Arrivai all’ultima pagina senza trovare nemmeno la più esile traccia che mi potesse condurre alla comprensione di ciò che ancora neanche lontanamente potevo immaginare. Mi mancava da esaminare l’ultima dozzina di nomi con relative annotazioni. Un sibilo improvviso di vento, filtrato da un finestrino sconnesso, mi fece sussultare. Ancora dieci nomi e avrei potuto chiudere il volume. Gli ultimi sette. Fuori il vento era diventato forte e continuo. Solo tre nomi. I sibili si facevano sempre più decisi e le raffiche di vento gelido avvolgevano il Bivacco cercando un varco per penetrarvi. Due nomi soltanto. La luce della candela prese ad oscillare rapidamente mentre i miei occhi scorrevano il messaggio lasciato dalle ultime due persone che prima di me avevano occupato il Bivacco Lomasti, sei mesi prima: “1 novembre… ‑
Arrivati al Bivacco si è scatenata una bufera di neve. La prima della stagione (non poteva aspettare ancora un giorno?). La partenza è avvenuta da Paularo con il sole, questa mattina. Continua a nevicare da quasi sei ore. Ormai è quasi buio ma già nel primo pomeriggio con la tempesta di neve non si vedeva a un palmo dal naso. Brr, come si gela. Chi ce l’ha fatto fare? Domani di buon ora si riparte, tempo permettendo. Viva l’imprevisto. Anche questo è avventura. Federico Rovelli e Monica Mineri”.

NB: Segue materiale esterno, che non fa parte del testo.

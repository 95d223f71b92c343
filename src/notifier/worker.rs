use std::{sync::Arc, time::Duration};

use anyhow::Result;
use tokio::time::sleep;

use crate::{
    infrastructure::shutdown::ShutdownListener,
    notifier::{delivery::ImageDelivery, format},
    repository::MonitoringPort,
    telegram::Messenger,
};

/// Decorative image attached to the "N items found" summary message.
const ITEMS_FOUND_IMAGE_URL: &str =
    "https://tse4.mm.bing.net/th?id=OIG2.fso8nlFWoq9hafRkva2e&pid=ImgGn";

/// Pause between per-item sends so Telegram's flood limiter stays quiet.
const INTER_ITEM_DELAY: Duration = Duration::from_millis(500);

/// Background worker that reconciles pending monitoring tasks against newly
/// discovered items and pushes the notifications out.
///
/// One logical worker drives all outbound sends: tasks are processed one at
/// a time, items within a task one at a time. Any error inside a cycle is
/// logged and the loop carries on with its next scheduled pass.
pub struct Notifier {
    port: Arc<dyn MonitoringPort>,
    messenger: Arc<dyn Messenger>,
    delivery: ImageDelivery,
}

impl Notifier {
    pub fn new(
        port: Arc<dyn MonitoringPort>,
        messenger: Arc<dyn Messenger>,
        delivery: ImageDelivery,
    ) -> Self {
        Self {
            port,
            messenger,
            delivery,
        }
    }

    /// Runs the check-and-send cycle forever, sleeping `interval` between
    /// passes. Returns only once `shutdown` fires; the sleep races the
    /// shutdown signal so cancellation does not wait out the interval.
    pub async fn run(&self, interval: Duration, mut shutdown: ShutdownListener) {
        loop {
            if shutdown.is_shutdown() {
                break;
            }
            if let Err(err) = self.check_and_send_items().await {
                tracing::error!(target: "notifier", error = %err, "unexpected error during periodic check");
            }
            tracing::info!(target: "notifier", seconds = interval.as_secs(), "sleeping between cycles");
            tokio::select! {
                _ = sleep(interval) => {}
                _ = shutdown.wait() => break,
            }
        }
        tracing::info!(target: "notifier", "notifier stopped");
    }

    /// One reconciliation cycle. A failing task is logged and skipped; the
    /// remaining tasks still get processed.
    pub async fn check_and_send_items(&self) -> Result<()> {
        let pending = self.port.pending_tasks().await?;
        for task in pending {
            if let Err(err) = self.process_task(&task).await {
                tracing::error!(
                    target: "notifier",
                    error = %err,
                    chat_id = %task.chat_id,
                    task = %task.name,
                    "failed to process task"
                );
            }
        }
        Ok(())
    }

    async fn process_task(&self, task: &crate::domain::MonitoringTask) -> Result<()> {
        let items = self.port.items_to_send(task).await?;
        tracing::info!(
            target: "notifier",
            count = items.len(),
            chat_id = %task.chat_id,
            "found items to send"
        );

        if items.is_empty() {
            // Record that the check happened even though nothing was sent.
            self.port.update_last_updated(task).await?;
            return Ok(());
        }

        let caption = format!(
            "I have found {} items for monitoring '{}', maybe one of them is what you're looking for",
            items.len(),
            task.name
        );
        self.messenger
            .send_photo_url(&task.chat_id, ITEMS_FOUND_IMAGE_URL, &caption, false)
            .await?;

        // The port returns newest first; deliver oldest first.
        for item in items.iter().rev() {
            let text = format::format_item(item);
            match item.image_url() {
                Some(image_url) => {
                    self.delivery
                        .deliver(&task.chat_id, image_url, &text)
                        .await?
                }
                None => self.messenger.send_text(&task.chat_id, &text).await?,
            }
            sleep(INTER_ITEM_DELAY).await;
        }

        self.port.update_last_got_item(&task.chat_id).await?;
        self.port.update_last_updated(task).await?;
        Ok(())
    }
}

#[cfg(test)]
mod tests {
    use super::*;
    use crate::{
        domain::{Item, MonitoringTask},
        infrastructure::shutdown::Shutdown,
        notifier::support::{
            MemoryCache, ScriptedFetcher, ScriptedMessenger, ScriptedPort, SendRecord,
        },
    };

    fn task() -> MonitoringTask {
        serde_json::from_value(serde_json::json!({
            "id": 7,
            "chat_id": "1",
            "name": "flats in Warsaw",
            "url": "http://olx.example/flats",
        }))
        .expect("task record")
    }

    fn item(title: &str, image_url: Option<&str>) -> Item {
        serde_json::from_value(serde_json::json!({
            "title": title,
            "price": "1000",
            "location": "Warsaw",
            "created_at": "2024-03-05T10:00:00Z",
            "item_url": "http://olx.example/offer",
            "image_url": image_url,
        }))
        .expect("item record")
    }

    fn notifier(port: Arc<ScriptedPort>, messenger: Arc<ScriptedMessenger>) -> Notifier {
        let delivery = ImageDelivery::new(
            messenger.clone(),
            Arc::new(MemoryCache::default()),
            Arc::new(ScriptedFetcher::none()),
            86_400,
        );
        Notifier::new(port, messenger, delivery)
    }

    #[tokio::test]
    async fn empty_items_only_touch_last_updated() {
        let port = Arc::new(ScriptedPort {
            tasks: vec![task()],
            ..Default::default()
        });
        let messenger = Arc::new(ScriptedMessenger::default());

        notifier(port.clone(), messenger.clone())
            .check_and_send_items()
            .await
            .expect("cycle succeeds");

        assert_eq!(port.last_updated_calls.lock().clone(), vec![7]);
        assert!(port.last_got_item_calls.lock().is_empty());
        assert!(messenger.sends().is_empty());
    }

    #[tokio::test(start_paused = true)]
    async fn items_are_delivered_oldest_first_with_flood_delay() {
        // Fetch order is newest first; item1 is the oldest and has no image.
        let port = Arc::new(ScriptedPort {
            tasks: vec![task()],
            items: vec![
                item("item3", Some("http://img/3.jpg")),
                item("item2", Some("http://img/2.jpg")),
                item("item1", None),
            ],
            ..Default::default()
        });
        let messenger = Arc::new(ScriptedMessenger {
            url_handle: Some("file_id".to_string()),
            ..Default::default()
        });

        let cache = Arc::new(MemoryCache::default());
        let delivery = ImageDelivery::new(
            messenger.clone(),
            cache.clone(),
            Arc::new(ScriptedFetcher::none()),
            86_400,
        );
        let worker = Notifier::new(port.clone(), messenger.clone(), delivery);

        let started = tokio::time::Instant::now();
        worker.check_and_send_items().await.expect("cycle succeeds");
        // Three items, 0.5 s flood pause after each.
        assert!(started.elapsed() >= Duration::from_millis(1500));

        let sends = messenger.sends();
        assert_eq!(sends.len(), 4);
        // Summary first, with a plain (non-markdown) caption.
        assert!(matches!(
            &sends[0],
            SendRecord::PhotoUrl { caption, markdown: false, .. }
                if caption.contains("3 items") && caption.contains("flats in Warsaw")
        ));
        // Then the oldest item as text, then the two photos in order.
        assert!(
            matches!(&sends[1], SendRecord::Text { text, .. } if text.contains("item1"))
        );
        assert!(matches!(
            &sends[2],
            SendRecord::PhotoUrl { url, caption, markdown: true, .. }
                if url == "http://img/2.jpg" && caption.contains("item2")
        ));
        assert!(matches!(
            &sends[3],
            SendRecord::PhotoUrl { url, caption, markdown: true, .. }
                if url == "http://img/3.jpg" && caption.contains("item3")
        ));

        // Each successful photo send cached its handle.
        let sets = cache.set_calls();
        assert_eq!(sets.len(), 2);
        assert_eq!(sets[0].0, "photo:http://img/2.jpg");
        assert_eq!(sets[1].0, "photo:http://img/3.jpg");

        assert_eq!(port.last_got_item_calls.lock().clone(), vec!["1".to_string()]);
        assert_eq!(port.last_updated_calls.lock().clone(), vec![7]);
    }

    #[tokio::test]
    async fn run_exits_when_shutdown_already_triggered() {
        let port = Arc::new(ScriptedPort::default());
        let messenger = Arc::new(ScriptedMessenger::default());
        let worker = notifier(port, messenger);

        let shutdown = Shutdown::new();
        shutdown.trigger();
        worker.run(Duration::from_secs(60), shutdown.listener()).await;
    }
}
mod messenger;

pub use messenger::{Messenger, TelegramMessenger};

use teloxide::prelude::*;

use crate::config::AppConfig;

/// Sends a plain status message to every configured admin chat, logging a
/// warning on failure.
pub async fn notify_admins(bot: &Bot, config: &AppConfig, text: &str) {
    for admin_id in &config.admin_ids {
        if let Err(err) = bot.send_message(ChatId(*admin_id), text).await {
            tracing::warn!(
                target: "telegram",
                error = %err,
                admin_id,
                "failed to send admin notification"
            );
        }
    }
}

Fuori il vento cresceva d’intensità. Rilessi quegli ultimi due nomi cercando di ricordare. Avevo la certezza di averli già sentiti o letti da qualche parte. Federico Rovelli e Monica… Ma certo! I due ragazzi scomparsi lungo le Alpi Carniche giusto sette mesi fa, e senza lasciare traccia alcuna. E di loro non s’era più saputo nulla nonostante le ricerche prolungate. Dunque erano stati qui l’ultima volta e qui erano probabilmente spariti.

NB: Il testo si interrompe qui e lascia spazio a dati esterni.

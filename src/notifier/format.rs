use chrono::{DateTime, NaiveDateTime};

use crate::domain::Item;

/// Characters Telegram's MarkdownV2 dialect requires a backslash in front of.
const MARKDOWN_V2_SPECIALS: &[char] = &[
    '_', '*', '[', ']', '(', ')', '~', '`', '>', '#', '+', '-', '=', '|', '{', '}', '.', '!',
];

/// Escapes every MarkdownV2 special character with exactly one backslash.
///
/// Must be applied exactly once per user-supplied field; calling it twice
/// would escape the backslashes it just inserted.
pub fn escape_markdown_v2(text: &str) -> String {
    let mut escaped = String::with_capacity(text.len());
    for ch in text.chars() {
        if MARKDOWN_V2_SPECIALS.contains(&ch) {
            escaped.push('\\');
        }
        escaped.push(ch);
    }
    escaped
}

/// Escapes and wraps user content in `*...*`. Empty input stays empty rather
/// than becoming a bare delimiter pair, which MarkdownV2 rejects.
pub fn bold(text: &str) -> String {
    if text.is_empty() {
        return String::new();
    }
    format!("*{}*", escape_markdown_v2(text))
}

/// Renders one item as a MarkdownV2 message body.
pub fn format_item(item: &Item) -> String {
    let extras = Extras::parse(item.description());

    let mut text = format!(
        "📦 {title}\n\n💰 {price_label}: {price}\n📍 {location_label}: {location}\n🕒 {posted_label}: {posted}\n",
        title = bold(item.title()),
        price_label = bold("Price"),
        price = escape_markdown_v2(item.price()),
        location_label = bold("Location"),
        location = escape_markdown_v2(item.location()),
        posted_label = bold("Posted"),
        posted = format_posted(item.created_at()),
    );

    if let Some(price) = &extras.price {
        text.push_str(&format!(
            "💵 {}: {}\n",
            bold("Price"),
            escape_markdown_v2(price)
        ));
    }
    // A zero deposit is noise, not information.
    if let Some(deposit) = extras.deposit.as_deref().filter(|value| *value != "0") {
        text.push_str(&format!(
            "🔐 {}: {}\n",
            bold("Deposit"),
            escape_markdown_v2(deposit)
        ));
    }
    if let Some(pets) = extras.pets {
        text.push_str(&format!("🐾 {}: {}\n", bold("Pets"), pets));
    }
    if let Some(rent) = &extras.rent {
        text.push_str(&format!(
            "💳 {}: {}\n",
            bold("Additional rent"),
            escape_markdown_v2(rent)
        ));
    }

    text.push_str(&format!(
        "🔗 [View on {}]({})",
        escape_markdown_v2(item.source()),
        escape_markdown_v2(item.item_url())
    ));
    text
}

/// Splits an ISO-8601 timestamp into an escaped date and a bolded time.
/// Anything unparseable is shown escaped as-is.
fn format_posted(created_at: &str) -> String {
    if created_at.is_empty() || created_at == "N/A" {
        return "N/A".to_string();
    }
    match parse_iso(created_at) {
        Some(dt) => format!(
            "{} {} {}",
            escape_markdown_v2(&dt.format("%d.%m.%Y").to_string()),
            escape_markdown_v2("-"),
            bold(&dt.format("%H:%M").to_string())
        ),
        None => escape_markdown_v2(created_at),
    }
}

fn parse_iso(raw: &str) -> Option<NaiveDateTime> {
    if let Ok(dt) = DateTime::parse_from_rfc3339(raw) {
        // Keep the wall-clock time the backend reported.
        return Some(dt.naive_local());
    }
    NaiveDateTime::parse_from_str(raw, "%Y-%m-%dT%H:%M:%S%.f").ok()
}

#[derive(Debug, Default)]
struct Extras {
    price: Option<String>,
    deposit: Option<String>,
    pets: Option<&'static str>,
    rent: Option<String>,
}

impl Extras {
    /// Pulls the optional `key: value` lines out of an item description.
    /// Lines are separated by pipes or newlines depending on the scraper.
    fn parse(description: &str) -> Self {
        let mut extras = Self::default();
        for line in description.trim().split(['|', '\n']) {
            let line = line.trim();
            if let Some(value) = line.strip_prefix("price:") {
                extras.price = Some(value.trim().to_string());
            } else if let Some(value) = line.strip_prefix("deposit:") {
                extras.deposit = Some(value.trim().to_string());
            } else if let Some(value) = line.strip_prefix("animals_allowed:") {
                extras.pets = match value.trim() {
                    "true" => Some("Allowed"),
                    "false" => Some("Not allowed"),
                    _ => None,
                };
            } else if let Some(value) = line.strip_prefix("rent:") {
                extras.rent = Some(value.trim().to_string());
            }
        }
        extras
    }
}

In quell’istante una raffica di vento più potente delle precedenti fece sentire i suoi effetti all’interno, soffiando attraverso la sconnessione di un finestrino. La fiamma della candela oscillò sempre più rapida poi, mentre riflettevo su quell’inattesa scoperta, si spense.
Nel medesimo attimo in cui realizzavo l’importanza di quei due ultimi nomi mi trovai immerso nella più totale oscurità, da solo, in un punto tra i più isolati alla sommità delle Alpi Carniche, chiuso in una scatola di metallo e con la martellante sensazione che quanto doveva essere accaduto ai due ragazzi che sette mesi prima mi avevano preceduto, ora stava per coinvolgere direttamente anche me.
Mi immobilizzai nella brandina all’interno del sacco a pelo nella angosciante attesa di qualcosa. Ma cosa? Poi, d’un tratto, così com’era iniziato, il vento cessò di colpo. Forse in modo troppo improvviso, meglio definirlo strano, o ancor di più anormale. O forse ero io che in quelle condizioni psicologiche non riuscivo più a distinguere la normalità dall’insolito.
Il buio e il silenzio erano tornati assoluti.
Con gli occhi costantemente aperti fissavo un punto qualsiasi di quel buio uniforme nell’attesa che in quel nero totale si aprisse una crepa, un varco risolutore, qualsiasi cosa clic mi facesse capire. Ormai lo desideravo quasi con ostinazione. Tutto era preferibile a quella forzata attesa di qualcosa. Qualcosa che ormai sapevo sarebbe dovuto accadere. E puntualmente arrivò.
Fu un insospettato sciabolare di luci verdastre che penetrarono da ogni fessura e più piccola sconnessione delle paratie dei finestrini. Mi irrigidii, non sapendo cosa pensare. Minuscoli fasci di luce come quelli che la mattina presto d’estate, quand’ero piccolo, penetravano dalla infinitesima fessura delle imposte di casa. E in quei ventagli immobili di luce i miei occhi di bambino si aggrappavano sognando al pulviscolo che vi danzava lento conic miriadi di stelle luminose.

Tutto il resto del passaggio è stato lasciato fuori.